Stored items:
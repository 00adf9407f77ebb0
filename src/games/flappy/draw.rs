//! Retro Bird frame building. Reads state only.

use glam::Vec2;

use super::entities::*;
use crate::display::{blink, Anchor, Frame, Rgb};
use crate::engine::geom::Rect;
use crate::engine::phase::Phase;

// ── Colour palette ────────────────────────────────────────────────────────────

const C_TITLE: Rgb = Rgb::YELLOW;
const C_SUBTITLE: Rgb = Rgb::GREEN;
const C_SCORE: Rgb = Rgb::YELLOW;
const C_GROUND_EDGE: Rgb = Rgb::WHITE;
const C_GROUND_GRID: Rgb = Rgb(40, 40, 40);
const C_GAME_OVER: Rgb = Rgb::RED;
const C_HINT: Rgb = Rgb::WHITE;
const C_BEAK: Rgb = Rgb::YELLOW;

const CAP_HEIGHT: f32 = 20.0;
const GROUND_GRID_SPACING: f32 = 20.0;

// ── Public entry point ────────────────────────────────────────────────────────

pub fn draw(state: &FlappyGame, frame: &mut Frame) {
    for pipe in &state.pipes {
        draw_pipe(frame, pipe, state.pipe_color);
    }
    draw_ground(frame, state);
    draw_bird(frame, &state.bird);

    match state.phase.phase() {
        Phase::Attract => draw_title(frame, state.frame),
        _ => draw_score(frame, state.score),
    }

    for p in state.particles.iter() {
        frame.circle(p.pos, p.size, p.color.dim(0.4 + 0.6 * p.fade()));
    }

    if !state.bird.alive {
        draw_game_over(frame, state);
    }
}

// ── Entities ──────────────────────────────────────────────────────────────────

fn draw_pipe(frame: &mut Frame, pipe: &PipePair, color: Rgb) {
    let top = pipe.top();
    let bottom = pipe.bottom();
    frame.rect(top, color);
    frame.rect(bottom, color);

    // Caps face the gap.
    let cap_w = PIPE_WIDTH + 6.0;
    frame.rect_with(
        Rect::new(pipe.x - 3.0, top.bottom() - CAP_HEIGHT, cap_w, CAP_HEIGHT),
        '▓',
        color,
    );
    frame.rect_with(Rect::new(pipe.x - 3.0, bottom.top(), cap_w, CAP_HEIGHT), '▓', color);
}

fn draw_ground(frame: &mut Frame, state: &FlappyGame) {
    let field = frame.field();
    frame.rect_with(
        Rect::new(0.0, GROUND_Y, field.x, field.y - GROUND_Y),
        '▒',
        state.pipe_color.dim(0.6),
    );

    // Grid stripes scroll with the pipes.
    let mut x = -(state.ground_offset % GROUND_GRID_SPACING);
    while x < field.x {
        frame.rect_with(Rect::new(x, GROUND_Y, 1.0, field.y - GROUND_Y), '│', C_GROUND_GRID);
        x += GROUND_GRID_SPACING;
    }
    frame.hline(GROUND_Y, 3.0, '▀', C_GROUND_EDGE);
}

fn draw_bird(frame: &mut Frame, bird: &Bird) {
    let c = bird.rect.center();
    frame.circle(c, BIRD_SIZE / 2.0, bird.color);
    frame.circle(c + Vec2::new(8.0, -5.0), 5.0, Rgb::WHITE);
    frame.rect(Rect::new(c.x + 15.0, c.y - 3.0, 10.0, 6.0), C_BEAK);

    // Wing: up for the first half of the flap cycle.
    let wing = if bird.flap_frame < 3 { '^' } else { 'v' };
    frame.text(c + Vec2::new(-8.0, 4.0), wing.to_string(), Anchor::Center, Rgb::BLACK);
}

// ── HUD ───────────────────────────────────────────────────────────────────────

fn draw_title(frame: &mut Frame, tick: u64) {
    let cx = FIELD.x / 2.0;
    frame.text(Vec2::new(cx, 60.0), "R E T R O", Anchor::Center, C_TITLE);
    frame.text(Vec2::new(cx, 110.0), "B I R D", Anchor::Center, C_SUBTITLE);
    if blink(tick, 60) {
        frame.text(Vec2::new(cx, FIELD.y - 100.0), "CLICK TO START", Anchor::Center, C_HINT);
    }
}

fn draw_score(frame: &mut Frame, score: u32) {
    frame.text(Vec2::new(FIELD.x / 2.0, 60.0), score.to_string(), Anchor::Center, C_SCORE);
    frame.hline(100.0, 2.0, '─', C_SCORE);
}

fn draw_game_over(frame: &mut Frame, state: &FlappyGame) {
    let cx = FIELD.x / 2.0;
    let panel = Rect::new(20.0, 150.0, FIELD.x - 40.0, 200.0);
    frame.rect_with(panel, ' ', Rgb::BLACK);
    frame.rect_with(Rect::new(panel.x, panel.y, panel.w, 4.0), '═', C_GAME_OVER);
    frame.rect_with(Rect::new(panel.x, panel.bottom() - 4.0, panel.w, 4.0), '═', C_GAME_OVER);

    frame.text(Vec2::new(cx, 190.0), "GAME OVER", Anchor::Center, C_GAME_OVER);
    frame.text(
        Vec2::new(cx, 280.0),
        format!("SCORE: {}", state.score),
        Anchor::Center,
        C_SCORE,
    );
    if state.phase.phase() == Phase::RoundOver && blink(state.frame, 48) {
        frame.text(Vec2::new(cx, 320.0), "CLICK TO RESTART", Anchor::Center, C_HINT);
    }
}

---

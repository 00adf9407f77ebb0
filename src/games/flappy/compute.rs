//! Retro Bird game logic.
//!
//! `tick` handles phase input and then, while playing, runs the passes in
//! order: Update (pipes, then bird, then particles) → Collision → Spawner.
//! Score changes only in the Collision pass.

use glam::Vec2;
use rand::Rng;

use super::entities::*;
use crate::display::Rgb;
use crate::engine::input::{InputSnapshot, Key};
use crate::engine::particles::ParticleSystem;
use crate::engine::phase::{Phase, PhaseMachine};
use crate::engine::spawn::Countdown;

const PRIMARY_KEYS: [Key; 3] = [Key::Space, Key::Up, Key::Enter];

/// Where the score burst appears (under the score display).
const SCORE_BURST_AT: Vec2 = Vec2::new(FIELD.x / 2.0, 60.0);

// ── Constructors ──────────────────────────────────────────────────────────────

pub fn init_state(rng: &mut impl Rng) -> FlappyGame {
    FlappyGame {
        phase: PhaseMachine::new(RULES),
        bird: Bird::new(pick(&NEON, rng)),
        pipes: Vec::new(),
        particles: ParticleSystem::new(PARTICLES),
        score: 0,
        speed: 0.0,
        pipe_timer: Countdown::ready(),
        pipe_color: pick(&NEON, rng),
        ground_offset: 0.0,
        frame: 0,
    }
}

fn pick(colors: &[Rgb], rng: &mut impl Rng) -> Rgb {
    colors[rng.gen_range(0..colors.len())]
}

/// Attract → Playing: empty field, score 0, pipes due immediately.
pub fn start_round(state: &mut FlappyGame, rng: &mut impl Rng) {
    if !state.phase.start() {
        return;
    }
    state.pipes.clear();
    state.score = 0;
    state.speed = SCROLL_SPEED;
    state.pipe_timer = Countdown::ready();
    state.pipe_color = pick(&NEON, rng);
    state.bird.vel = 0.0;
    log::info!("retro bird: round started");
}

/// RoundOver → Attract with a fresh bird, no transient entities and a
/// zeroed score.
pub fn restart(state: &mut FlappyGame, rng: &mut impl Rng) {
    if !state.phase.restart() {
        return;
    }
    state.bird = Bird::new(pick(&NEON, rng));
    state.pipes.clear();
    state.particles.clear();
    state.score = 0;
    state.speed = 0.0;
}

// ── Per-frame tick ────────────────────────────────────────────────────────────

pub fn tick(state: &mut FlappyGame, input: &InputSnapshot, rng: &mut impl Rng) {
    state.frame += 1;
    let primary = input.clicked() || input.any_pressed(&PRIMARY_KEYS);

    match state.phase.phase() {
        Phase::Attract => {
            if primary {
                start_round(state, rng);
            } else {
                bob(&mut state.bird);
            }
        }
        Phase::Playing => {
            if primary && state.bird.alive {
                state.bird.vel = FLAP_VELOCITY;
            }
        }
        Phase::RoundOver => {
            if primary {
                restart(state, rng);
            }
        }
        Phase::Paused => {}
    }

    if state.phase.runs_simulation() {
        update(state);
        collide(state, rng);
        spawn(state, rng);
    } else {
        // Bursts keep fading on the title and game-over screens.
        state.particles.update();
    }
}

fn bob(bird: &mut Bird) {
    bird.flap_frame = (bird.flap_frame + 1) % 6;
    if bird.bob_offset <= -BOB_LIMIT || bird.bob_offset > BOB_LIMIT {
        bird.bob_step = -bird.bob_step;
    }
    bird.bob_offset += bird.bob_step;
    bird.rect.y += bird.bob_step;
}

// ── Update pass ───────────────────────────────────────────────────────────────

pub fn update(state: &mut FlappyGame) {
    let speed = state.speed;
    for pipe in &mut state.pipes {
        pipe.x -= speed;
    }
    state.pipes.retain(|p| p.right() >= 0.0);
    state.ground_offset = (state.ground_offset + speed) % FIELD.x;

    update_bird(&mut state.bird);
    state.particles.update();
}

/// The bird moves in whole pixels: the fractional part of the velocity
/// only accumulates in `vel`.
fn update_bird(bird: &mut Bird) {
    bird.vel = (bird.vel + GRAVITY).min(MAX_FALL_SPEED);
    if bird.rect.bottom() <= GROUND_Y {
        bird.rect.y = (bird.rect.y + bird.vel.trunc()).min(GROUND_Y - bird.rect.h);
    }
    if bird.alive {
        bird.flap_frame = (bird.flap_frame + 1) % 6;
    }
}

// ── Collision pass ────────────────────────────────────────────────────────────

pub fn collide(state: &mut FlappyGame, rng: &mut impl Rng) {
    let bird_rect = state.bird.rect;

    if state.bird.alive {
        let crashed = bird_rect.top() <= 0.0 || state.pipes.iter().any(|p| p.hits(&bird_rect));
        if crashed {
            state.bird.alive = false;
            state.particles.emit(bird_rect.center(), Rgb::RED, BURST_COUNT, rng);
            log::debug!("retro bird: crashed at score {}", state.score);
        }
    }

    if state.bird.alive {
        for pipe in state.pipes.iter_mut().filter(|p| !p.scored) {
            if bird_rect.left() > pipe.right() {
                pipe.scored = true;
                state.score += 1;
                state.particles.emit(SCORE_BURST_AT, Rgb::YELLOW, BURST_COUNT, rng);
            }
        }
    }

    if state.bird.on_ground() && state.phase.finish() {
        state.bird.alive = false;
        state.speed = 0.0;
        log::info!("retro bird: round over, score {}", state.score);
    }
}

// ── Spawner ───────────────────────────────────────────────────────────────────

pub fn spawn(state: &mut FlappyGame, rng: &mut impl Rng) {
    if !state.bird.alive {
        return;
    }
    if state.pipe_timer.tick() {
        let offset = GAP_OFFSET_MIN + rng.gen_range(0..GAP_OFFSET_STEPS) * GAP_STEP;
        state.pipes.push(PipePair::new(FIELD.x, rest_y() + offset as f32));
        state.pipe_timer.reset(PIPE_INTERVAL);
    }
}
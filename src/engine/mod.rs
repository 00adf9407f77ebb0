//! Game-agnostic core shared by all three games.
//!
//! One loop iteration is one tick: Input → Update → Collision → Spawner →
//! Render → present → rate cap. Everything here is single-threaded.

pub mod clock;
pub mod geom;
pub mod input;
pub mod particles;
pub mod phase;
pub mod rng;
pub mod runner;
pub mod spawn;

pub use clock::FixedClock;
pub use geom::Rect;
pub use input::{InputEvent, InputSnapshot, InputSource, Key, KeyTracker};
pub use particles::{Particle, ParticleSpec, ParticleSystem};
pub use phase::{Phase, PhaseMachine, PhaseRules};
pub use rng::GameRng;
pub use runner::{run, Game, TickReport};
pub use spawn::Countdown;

---

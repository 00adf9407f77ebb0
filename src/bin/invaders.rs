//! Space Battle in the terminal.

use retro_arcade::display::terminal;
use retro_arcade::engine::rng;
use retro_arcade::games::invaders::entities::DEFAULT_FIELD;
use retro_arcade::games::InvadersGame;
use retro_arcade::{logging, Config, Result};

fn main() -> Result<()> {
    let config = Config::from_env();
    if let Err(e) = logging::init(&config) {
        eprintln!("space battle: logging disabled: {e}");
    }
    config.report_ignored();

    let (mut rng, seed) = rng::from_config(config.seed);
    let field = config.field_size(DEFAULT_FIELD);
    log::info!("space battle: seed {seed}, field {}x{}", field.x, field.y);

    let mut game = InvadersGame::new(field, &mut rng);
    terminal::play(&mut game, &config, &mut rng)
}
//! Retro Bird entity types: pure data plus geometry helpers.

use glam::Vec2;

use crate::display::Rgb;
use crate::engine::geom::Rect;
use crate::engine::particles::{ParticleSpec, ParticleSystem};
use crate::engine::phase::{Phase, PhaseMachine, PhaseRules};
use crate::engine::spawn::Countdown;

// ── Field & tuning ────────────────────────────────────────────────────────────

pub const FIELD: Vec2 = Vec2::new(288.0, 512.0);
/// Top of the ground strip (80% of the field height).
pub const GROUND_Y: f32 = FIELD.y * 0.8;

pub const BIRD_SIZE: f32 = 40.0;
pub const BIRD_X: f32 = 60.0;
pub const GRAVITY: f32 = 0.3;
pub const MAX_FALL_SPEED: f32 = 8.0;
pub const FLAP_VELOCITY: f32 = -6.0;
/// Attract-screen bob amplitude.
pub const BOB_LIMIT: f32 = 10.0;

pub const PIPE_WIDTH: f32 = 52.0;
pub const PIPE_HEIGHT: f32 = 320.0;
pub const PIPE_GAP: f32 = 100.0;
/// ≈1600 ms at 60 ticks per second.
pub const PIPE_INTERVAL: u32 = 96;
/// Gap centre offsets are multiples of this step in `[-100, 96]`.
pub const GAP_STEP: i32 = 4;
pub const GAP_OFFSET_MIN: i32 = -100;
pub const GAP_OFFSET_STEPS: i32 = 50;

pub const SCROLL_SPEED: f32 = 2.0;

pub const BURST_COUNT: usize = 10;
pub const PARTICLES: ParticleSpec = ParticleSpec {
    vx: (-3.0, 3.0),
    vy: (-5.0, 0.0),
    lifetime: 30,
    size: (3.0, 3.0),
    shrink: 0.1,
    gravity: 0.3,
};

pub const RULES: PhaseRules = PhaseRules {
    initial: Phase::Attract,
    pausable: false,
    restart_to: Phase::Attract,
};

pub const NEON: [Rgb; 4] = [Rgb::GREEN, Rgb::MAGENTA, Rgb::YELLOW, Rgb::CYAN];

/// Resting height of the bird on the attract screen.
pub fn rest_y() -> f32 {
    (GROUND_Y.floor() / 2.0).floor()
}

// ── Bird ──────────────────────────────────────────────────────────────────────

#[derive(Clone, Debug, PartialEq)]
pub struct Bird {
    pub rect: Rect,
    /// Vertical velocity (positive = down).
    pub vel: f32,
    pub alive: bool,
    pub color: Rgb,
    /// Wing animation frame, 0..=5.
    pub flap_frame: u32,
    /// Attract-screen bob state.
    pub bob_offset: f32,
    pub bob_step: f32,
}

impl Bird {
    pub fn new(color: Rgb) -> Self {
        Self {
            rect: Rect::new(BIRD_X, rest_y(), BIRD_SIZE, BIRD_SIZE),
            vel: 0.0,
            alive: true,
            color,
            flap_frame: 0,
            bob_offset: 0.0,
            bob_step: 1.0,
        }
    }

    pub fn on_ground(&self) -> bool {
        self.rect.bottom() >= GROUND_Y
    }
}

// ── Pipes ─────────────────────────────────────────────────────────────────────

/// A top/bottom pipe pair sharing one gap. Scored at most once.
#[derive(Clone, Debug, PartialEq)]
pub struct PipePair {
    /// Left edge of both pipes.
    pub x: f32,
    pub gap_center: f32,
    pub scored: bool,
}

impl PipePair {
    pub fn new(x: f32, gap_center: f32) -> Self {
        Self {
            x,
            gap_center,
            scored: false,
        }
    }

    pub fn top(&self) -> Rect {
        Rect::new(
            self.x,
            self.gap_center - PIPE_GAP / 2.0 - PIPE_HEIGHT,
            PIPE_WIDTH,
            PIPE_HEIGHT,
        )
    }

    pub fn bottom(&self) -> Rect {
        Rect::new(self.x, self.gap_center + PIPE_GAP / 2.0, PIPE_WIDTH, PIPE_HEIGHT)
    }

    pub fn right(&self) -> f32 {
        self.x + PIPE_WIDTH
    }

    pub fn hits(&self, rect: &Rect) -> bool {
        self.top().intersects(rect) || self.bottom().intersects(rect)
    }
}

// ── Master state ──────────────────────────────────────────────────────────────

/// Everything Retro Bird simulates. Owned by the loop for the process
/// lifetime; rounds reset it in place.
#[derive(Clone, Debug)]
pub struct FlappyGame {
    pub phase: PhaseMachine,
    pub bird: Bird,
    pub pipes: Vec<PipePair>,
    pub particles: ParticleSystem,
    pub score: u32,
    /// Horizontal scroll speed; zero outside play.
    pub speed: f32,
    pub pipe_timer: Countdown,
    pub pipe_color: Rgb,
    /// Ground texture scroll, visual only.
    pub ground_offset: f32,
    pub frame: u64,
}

### [How to complete this task]
Every line above that carries the string "Countdown" should be copied.

### [Output below]
use crate::engine::spawn::Countdown;
        pipe_timer: Countdown::ready(),
    state.pipe_timer = Countdown::ready();
pub use spawn::Countdown;
use crate::engine::spawn::Countdown;
    pub pipe_timer: Countdown,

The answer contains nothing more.